Since that was a bit of an oversimplification of the GBB mining process, let’s take a closer look at how plasma gasification works:
- Garbage, waste coal, or other hazardous waste is placed into the hopper of the plasma gasifier
- The plasma torch superheats the material, burning it and disassociating its molecules into atoms
- The atoms are then recombined into syngas through, well, science
- Syngas is mainly made up of carbon dioxide (CO2), carbon monoxide (CO), and hydrogen (H).
- The syngas is captured and can then be used to power generators to mine GBB or can be put into a Fischer Tropsch system that converts it into diesel, Jet-A/JetA-1 fuel, or gasoline
When mining GBB, the plasma gasifiers can convert 50 tons of waste into energy per day. 50 tons of garbage produces enough syngas to run a power generation system capable of putting out 1.5 – 2 Megawatts (enough to power a small town). In addition to the insane power generation, the owner/operator of the gasifier would qualify for carbon credits, would get paid to accept the waste, and would receive Bitcoin from mining. Waste can be accepted from “landfills, old coal plants, toxic waste sites, medical centers, petroleum companies, and similar sites.”
You might be asking yourself, self, what are the byproducts of plasma gasification? Well, there are three: syngas, slag, and heat. We know that syngas can be used to power generators which can power ASIC miners or any other crypto-mining equipment.
But what happens to the slag and heat? The heat (and syngas) produced from plasma gasification can be used to run another type of power generator called an Organic Rankine Cycle system, which is capable of putting out 5 Megawatts of power.
The slag turns into black, glassy feeling rocks that look and feel like obsidian. These “rocks” can be used in concrete, asphalt, and brick or paving stone molds for construction.

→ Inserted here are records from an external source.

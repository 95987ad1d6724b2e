use std::process::ExitCode;
use std::sync::atomic::AtomicUsize;
use std::sync::Arc;

mod config;
mod handler;
mod http;
mod logger;
mod routing;
mod server;

fn main() -> ExitCode {
    let cfg = match config::Config::load() {
        Ok(cfg) => cfg,
        Err(e) => {
            eprintln!("[ERROR] Failed to load configuration: {e}");
            return ExitCode::FAILURE;
        }
    };

    let mut runtime_builder = tokio::runtime::Builder::new_multi_thread();
    runtime_builder.enable_all();
    if let Some(workers) = cfg.server.workers {
        runtime_builder.worker_threads(workers);
    }

    let runtime = match runtime_builder.build() {
        Ok(rt) => rt,
        Err(e) => {
            eprintln!("[ERROR] Failed to build Tokio runtime: {e}");
            return ExitCode::FAILURE;
        }
    };

    match runtime.block_on(async_main(cfg)) {
        Ok(()) => {
            logger::log_server_stopped();
            ExitCode::SUCCESS
        }
        Err(e) => {
            logger::log_error(&e.to_string());
            ExitCode::FAILURE
        }
    }
}

async fn async_main(cfg: config::Config) -> Result<(), server::StartupError> {
    logger::init(&cfg)?;

    let addr = cfg
        .get_socket_addr()
        .map_err(server::StartupError::InvalidAddr)?;

    // Bind before anything else so a busy port fails fast and clearly
    let listener = server::create_listener(addr)?;

    let state = Arc::new(config::AppState::new(&cfg));
    let active_connections = Arc::new(AtomicUsize::new(0));

    logger::log_server_start(&addr, &cfg);

    let signals = Arc::new(server::SignalHandler::new());
    server::start_signal_handler(Arc::clone(&signals));

    server::run(listener, state, active_connections, signals).await;

    Ok(())
}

In closing, Bitcoin mining is becoming greener and more sustainable due to the emergence of companies such as XCelPlus that are using garbage, waste coal, and other hazardous materials to power Bitcoin mining operations. Not only is Bitcoin mining becoming green, but it also offers a unique way to dispose of hazardous materials, reducing the environmental impacts associated with them. Bitcoin can now be seen as a green, renewable energy source and environmentalists can rejoice in its glory!